Angiotensin-converting enzyme (ACE) regulates blood pressure by cleaving angiotensin I to produce angiotensin II. In the brain, ACE is especially abundant in striatal tissue, but the function of ACE in striatal circuits remains poorly understood. We found that ACE degrades an unconventional enkephalin heptapeptide, Met-enkephalin-Arg-Phe, in the nucleus accumbens of mice. ACE inhibition enhanced µ-opioid receptor activation by Met-enkephalin-Arg-Phe, causing a cell type–specific long-term depression of glutamate release onto medium spiny projection neurons expressing the Drd1 dopamine receptor. Systemic ACE inhibition was not intrinsically rewarding, but it led to a decrease in conditioned place preference caused by fentanyl administration and an enhancement of reciprocal social interaction. Our results raise the enticing prospect that central ACE inhibition can boost endogenous opioid signaling for clinical benefit while mitigating the risk of addiction. Description Boosting endogenous opioid signaling Angiotensin-converting enzyme (ACE) is expressed in brain tissue, but the central function of ACE in the brain has proven enigmatic. Trieu et al. discovered that ACE has a noncanonical role in governing endogenous opioid signaling in the brain. ACE cleaves and degrades an unconventional enkephalin called Met-enkephalin-Arg-Phe (MERF).

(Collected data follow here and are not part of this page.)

//! Middleware implementations.
//!
//! Every middleware follows the same contract: `before` either lets the
//! request proceed (`None`) or terminates it with a response, and `after`
//! may decorate the outgoing response. See [`Middleware`].

mod auth;
mod core;
mod cors;
mod guard;
mod logging;
mod redirect;

pub use auth::{BasicAuthMiddleware, BasicVerifier, BearerAuthMiddleware, BearerVerifier};
pub use core::Middleware;
pub use cors::{
    normalize_headers, normalize_methods, CorsConfigError, CorsMiddleware, CorsMiddlewareBuilder,
    OriginSpec, COMMON_HEADERS, HTTP_METHODS, SIMPLE_METHODS,
};
pub use guard::{IdGuard, JsonBodyGuard, NumericIdGuard};
pub use logging::{HeaderDumpMiddleware, RequestLogMiddleware};
pub use redirect::RedirectMiddleware;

Unlike conventional enkephalin pentapeptides, MERF is selectively degraded by ACE and enhances μ-opioid receptor activation in the nucleus accumbens, perhaps explaining its antidepressant effects in patients taking ACE inhibitors. —PRS A pathway that controls signaling through the brain’s own opioids and that can be targeted to fine-tune neural circuit function is identified.